This is what I chose as a model, published in ‘Homes & Interiors of the 1920’s. A Restoration Design Guide.’ from Lee Valley Tools Ltd (1987). I have seen this very style in older homes as well (i.e. older than the 1920’s) so it appears to be a traditional style.

As I am discovering, each window and door in the house presents unique challenges. This is window I’m currently working on, which seems to have been one large window, replaced later with two smaller ones. Thus, the odd pillar in the centre. This may or may not be the explanation for it being bowed, but it is. The poor thing lost its sill somewhere along the way – the new one is in place in the photo. Touch ups of the drywall are called for. 

Sample pieces of the lumber I use to create the window trim. 

Pieces unassembled but cut to fit, from left to right: 

  • apron – fits under the sill – note that it tapers at each end to compensate for the bow in the wall
  • two vertical bits 
  • sill with slot cut for central pillar
  • header (more detail in photo below)

Header detail (will be installed the other way up)

Sill detail – constructed to mimic sills in the rest of the house, which I believe are original. 

This window casing will be painted white, so I apply one coat of primer and two of paint next, sanding between each step. 

The finished product, after screwing in place, filling gaps due to misalignment of drywall and window frame2, or window frame and window frame3, tidying up with caulking4, hiding screw holes5, and adding another coat of paint.

I stand back for a moment, admire the solidity, the style, the completeness, but mostly that I did it myself. Then, the next unkempt window frame calls to me to restore it. 15 more to go!


1Is this enviro-positive ? What I remove is going in the waste.
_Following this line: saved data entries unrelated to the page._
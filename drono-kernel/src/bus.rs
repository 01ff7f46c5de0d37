//! # ChannelBus: channel-scoped publish/subscribe
//!
//! Subscribers register under a named channel. `publish` delivers to one
//! channel, `publish_all` to every channel, and `enqueue` hands a message to a
//! single background worker that drains the queue in FIFO order.
//!
//! ## Delivery rules
//! - A subscriber whose delivery fails (or panics) is unsubscribed on the spot;
//!   the remaining subscribers still receive the message.
//! - A delivery that takes longer than `DELIVERY_TIMEOUT` counts as lagging.
//! - A channel left without subscribers is removed.
//! - The worker never exits on a delivery error. It waits `pacing` between
//!   two drained messages.
//!
//! ```text
//!  enqueue(msg) ─► [FIFO] ─► worker ─► publish_all ─┬─► channel "ui"   ─► S1, S2
//!                                                   └─► channel "mqtt" ─► S3
//! ```

use std::collections::HashMap;
use std::panic::AssertUnwindSafe;
use std::sync::Arc;
use std::time::Duration;

use async_trait::async_trait;
use futures::future::join_all;
use futures::FutureExt;
use parking_lot::{Mutex, RwLock};
use tokio::sync::mpsc;
use tokio::task::JoinHandle;
use tracing::{debug, warn};
use uuid::Uuid;

use crate::error::DeliveryError;

pub const DELIVERY_TIMEOUT: Duration = Duration::from_secs(5);

#[async_trait]
pub trait Subscriber<M>: Send + Sync {
    fn name(&self) -> &str;

    async fn deliver(&self, message: &M) -> Result<(), DeliveryError>;
}

/// Hands messages to a bounded queue owned by some other task (a socket writer).
/// A full queue counts as a failed delivery.
pub struct QueueSubscriber<M> {
    name: String,
    sender: mpsc::Sender<M>,
}

impl<M> QueueSubscriber<M> {
    pub fn new(name: impl Into<String>, sender: mpsc::Sender<M>) -> Self {
        Self { name: name.into(), sender }
    }
}

#[async_trait]
impl<M: Clone + Send + Sync + 'static> Subscriber<M> for QueueSubscriber<M> {
    fn name(&self) -> &str {
        &self.name
    }

    async fn deliver(&self, message: &M) -> Result<(), DeliveryError> {
        self.sender.try_send(message.clone()).map_err(|e| match e {
            mpsc::error::TrySendError::Full(_) => DeliveryError::Lagging,
            mpsc::error::TrySendError::Closed(_) => DeliveryError::Disconnected,
        })
    }
}

#[derive(Debug, Clone, PartialEq, Eq, Hash)]
pub struct SubscriberHandle {
    pub id: Uuid,
    pub channel: String,
}

struct Registered<M> {
    id: Uuid,
    subscriber: Arc<dyn Subscriber<M>>,
}

impl<M> Clone for Registered<M> {
    fn clone(&self) -> Self {
        Self {
            id: self.id,
            subscriber: Arc::clone(&self.subscriber),
        }
    }
}

pub struct ChannelBus<M> {
    channels: RwLock<HashMap<String, Vec<Registered<M>>>>,
    queue_tx: mpsc::UnboundedSender<M>,
    queue_rx: Mutex<Option<mpsc::UnboundedReceiver<M>>>,
    pacing: Duration,
}

impl<M: Clone + Send + Sync + 'static> ChannelBus<M> {
    pub fn new(pacing: Duration) -> Self {
        let (queue_tx, queue_rx) = mpsc::unbounded_channel();
        Self {
            channels: RwLock::new(HashMap::new()),
            queue_tx,
            queue_rx: Mutex::new(Some(queue_rx)),
            pacing,
        }
    }

    pub fn subscribe(&self, channel: &str, subscriber: Arc<dyn Subscriber<M>>) -> SubscriberHandle {
        let id = Uuid::new_v4();
        debug!("[bus] {} joined '{}'", subscriber.name(), channel);
        self.channels
            .write()
            .entry(channel.to_string())
            .or_default()
            .push(Registered { id, subscriber });
        SubscriberHandle {
            id,
            channel: channel.to_string(),
        }
    }

    /// Subscribes a bounded queue and returns its receiving end.
    pub fn subscribe_queue(
        &self,
        channel: &str,
        name: impl Into<String>,
        capacity: usize,
    ) -> (SubscriberHandle, mpsc::Receiver<M>) {
        let (tx, rx) = mpsc::channel(capacity.max(1));
        let handle = self.subscribe(channel, Arc::new(QueueSubscriber::new(name, tx)));
        (handle, rx)
    }

    /// Removes the subscriber; drops the channel once empty. Returns whether it was present.
    pub fn unsubscribe(&self, handle: &SubscriberHandle) -> bool {
        let mut channels = self.channels.write();
        let Some(subs) = channels.get_mut(&handle.channel) else {
            return false;
        };
        let before = subs.len();
        subs.retain(|r| r.id != handle.id);
        let removed = subs.len() != before;
        if subs.is_empty() {
            channels.remove(&handle.channel);
        }
        removed
    }

    /// Delivers to every subscriber of `channel`. Returns how many accepted it.
    pub async fn publish(&self, channel: &str, message: &M) -> usize {
        let targets: Vec<Registered<M>> = match self.channels.read().get(channel) {
            Some(subs) => subs.clone(),
            None => return 0,
        };

        let deliveries = targets.iter().map(|r| async move {
            let delivery = AssertUnwindSafe(r.subscriber.deliver(message)).catch_unwind();
            let outcome = match tokio::time::timeout(DELIVERY_TIMEOUT, delivery).await {
                Ok(Ok(result)) => result,
                Ok(Err(_)) => Err(DeliveryError::Transport("subscriber panicked".into())),
                Err(_) => Err(DeliveryError::Lagging),
            };
            (r, outcome)
        });

        let mut delivered = 0;
        for (registered, outcome) in join_all(deliveries).await {
            match outcome {
                Ok(()) => delivered += 1,
                Err(e) => {
                    warn!(
                        "[bus] dropping {} from '{}': {}",
                        registered.subscriber.name(),
                        channel,
                        e
                    );
                    self.unsubscribe(&SubscriberHandle {
                        id: registered.id,
                        channel: channel.to_string(),
                    });
                }
            }
        }
        delivered
    }

    /// Delivers to every channel.
    pub async fn publish_all(&self, message: &M) -> usize {
        let mut delivered = 0;
        for channel in self.active_channels() {
            delivered += self.publish(&channel, message).await;
        }
        delivered
    }

    /// Queues a message for the background worker. Returns `false` once the
    /// worker's queue is gone.
    pub fn enqueue(&self, message: M) -> bool {
        if self.queue_tx.send(message).is_err() {
            warn!("[bus] broadcast queue closed, message dropped");
            return false;
        }
        true
    }

    /// Starts the queue worker. Only the first call spawns anything.
    pub fn spawn_worker(self: &Arc<Self>) -> Option<JoinHandle<()>> {
        let mut rx = self.queue_rx.lock().take()?;
        let bus = Arc::clone(self);
        Some(tokio::spawn(async move {
            while let Some(message) = rx.recv().await {
                let delivered = bus.publish_all(&message).await;
                debug!("[bus] queued message delivered to {} subscribers", delivered);
                if !bus.pacing.is_zero() {
                    tokio::time::sleep(bus.pacing).await;
                }
            }
        }))
    }

    /// Channel names, sorted.
    pub fn active_channels(&self) -> Vec<String> {
        let mut names: Vec<String> = self.channels.read().keys().cloned().collect();
        names.sort();
        names
    }

    pub fn subscriber_count(&self) -> usize {
        self.channels.read().values().map(Vec::len).sum()
    }

    pub fn channel_len(&self, channel: &str) -> usize {
        self.channels.read().get(channel).map_or(0, Vec::len)
    }
}

#[cfg(test)]
mod tests {
    use super::*;
    use std::sync::atomic::{AtomicUsize, Ordering};

    struct Counting {
        seen: AtomicUsize,
    }

    #[async_trait]
    impl Subscriber<u32> for Counting {
        fn name(&self) -> &str {
            "counting"
        }

        async fn deliver(&self, _message: &u32) -> Result<(), DeliveryError> {
            self.seen.fetch_add(1, Ordering::SeqCst);
            Ok(())
        }
    }

    struct Broken;

    #[async_trait]
    impl Subscriber<u32> for Broken {
        fn name(&self) -> &str {
            "broken"
        }

        async fn deliver(&self, _message: &u32) -> Result<(), DeliveryError> {
            Err(DeliveryError::Disconnected)
        }
    }

    struct Panicky;

    #[async_trait]
    impl Subscriber<u32> for Panicky {
        fn name(&self) -> &str {
            "panicky"
        }

        async fn deliver(&self, _message: &u32) -> Result<(), DeliveryError> {
            panic!("delivery exploded");
        }
    }

    struct Stalled;

    #[async_trait]
    impl Subscriber<u32> for Stalled {
        fn name(&self) -> &str {
            "stalled"
        }

        async fn deliver(&self, _message: &u32) -> Result<(), DeliveryError> {
            std::future::pending().await
        }
    }

    fn counting() -> Arc<Counting> {
        Arc::new(Counting { seen: AtomicUsize::new(0) })
    }

    #[tokio::test]
    async fn test_failing_subscriber_is_removed() {
        let bus = ChannelBus::<u32>::new(Duration::ZERO);
        bus.subscribe("ui", Arc::new(Broken));

        assert_eq!(bus.publish("ui", &1).await, 0);
        assert_eq!(bus.channel_len("ui"), 0);
        assert!(bus.active_channels().is_empty());
        assert_eq!(bus.publish("ui", &2).await, 0);
    }

    #[tokio::test]
    async fn test_failure_does_not_starve_others() {
        let bus = ChannelBus::<u32>::new(Duration::ZERO);
        let good = counting();
        bus.subscribe("ui", good.clone());
        bus.subscribe("ui", Arc::new(Broken));
        bus.subscribe("ui", Arc::new(Panicky));

        assert_eq!(bus.publish("ui", &1).await, 1);
        assert_eq!(bus.channel_len("ui"), 1);
        assert_eq!(bus.publish("ui", &2).await, 1);
        assert_eq!(good.seen.load(Ordering::SeqCst), 2);
    }

    #[tokio::test(start_paused = true)]
    async fn test_stalled_subscriber_times_out() {
        let bus = ChannelBus::<u32>::new(Duration::ZERO);
        let good = counting();
        bus.subscribe("ui", good.clone());
        bus.subscribe("ui", Arc::new(Stalled));

        let started = tokio::time::Instant::now();
        assert_eq!(bus.publish("ui", &1).await, 1);
        assert!(started.elapsed() <= DELIVERY_TIMEOUT + Duration::from_millis(10));
        assert_eq!(bus.channel_len("ui"), 1);
        assert_eq!(good.seen.load(Ordering::SeqCst), 1);
    }

    #[tokio::test]
    async fn test_unsubscribe_drops_empty_channel() {
        let bus = ChannelBus::<u32>::new(Duration::ZERO);
        let a = bus.subscribe("a", counting());
        let b1 = bus.subscribe("b", counting());
        let _b2 = bus.subscribe("b", counting());

        assert!(bus.unsubscribe(&a));
        assert!(!bus.unsubscribe(&a));
        assert!(bus.unsubscribe(&b1));
        assert_eq!(bus.active_channels(), vec!["b".to_string()]);
        assert_eq!(bus.subscriber_count(), 1);
    }

    #[tokio::test]
    async fn test_publish_all_reaches_every_channel() {
        let bus = ChannelBus::<u32>::new(Duration::ZERO);
        let x = counting();
        let y = counting();
        bus.subscribe("x", x.clone());
        bus.subscribe("y", y.clone());

        assert_eq!(bus.publish_all(&7).await, 2);
        assert_eq!(x.seen.load(Ordering::SeqCst), 1);
        assert_eq!(y.seen.load(Ordering::SeqCst), 1);
    }

    #[tokio::test]
    async fn test_full_queue_counts_as_lagging() {
        let bus = ChannelBus::<u32>::new(Duration::ZERO);
        let (_handle, mut rx) = bus.subscribe_queue("ws", "client", 1);

        assert_eq!(bus.publish("ws", &1).await, 1);
        assert_eq!(bus.publish("ws", &2).await, 0);
        assert_eq!(bus.channel_len("ws"), 0);
        assert_eq!(rx.recv().await, Some(1));
    }

    #[tokio::test(start_paused = true)]
    async fn test_worker_drains_in_order() {
        let bus = Arc::new(ChannelBus::<u32>::new(Duration::from_millis(100)));
        let (_handle, mut rx) = bus.subscribe_queue("ws", "client", 16);
        assert!(bus.spawn_worker().is_some());
        assert!(bus.spawn_worker().is_none());

        for n in 1..=3 {
            assert!(bus.enqueue(n));
        }
        for n in 1..=3 {
            assert_eq!(rx.recv().await, Some(n));
        }
    }
}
I am replacing it with natural materials, carbon-sequestering even. I give it earth-neutral at best. But social positive as an attempt to preserve history.

2MDF trim, with its flexibility and the groove on the backside would compensate for this, but I’m happy enough with the final look to do the extra work. 

3Many things in this house are not level, even, or plumb.

4To give credit where it is due to innovation, ‘crown moulding caulking’ is a miracle in a tube. It neatly seals up gaps with no fuss and the result is indistinguishable from pro carpentry.

5Yes trim screws. Sure, nail gun with finishing pegs requires less plugging but the screws let me pull the trim into place. However, in the back of my mind, I know the next owner of this house will not thank me if they decide to do more renos. I’ll just have to hope they appreciate the uniformity and historic style I’m recreating.

Thanks for reading.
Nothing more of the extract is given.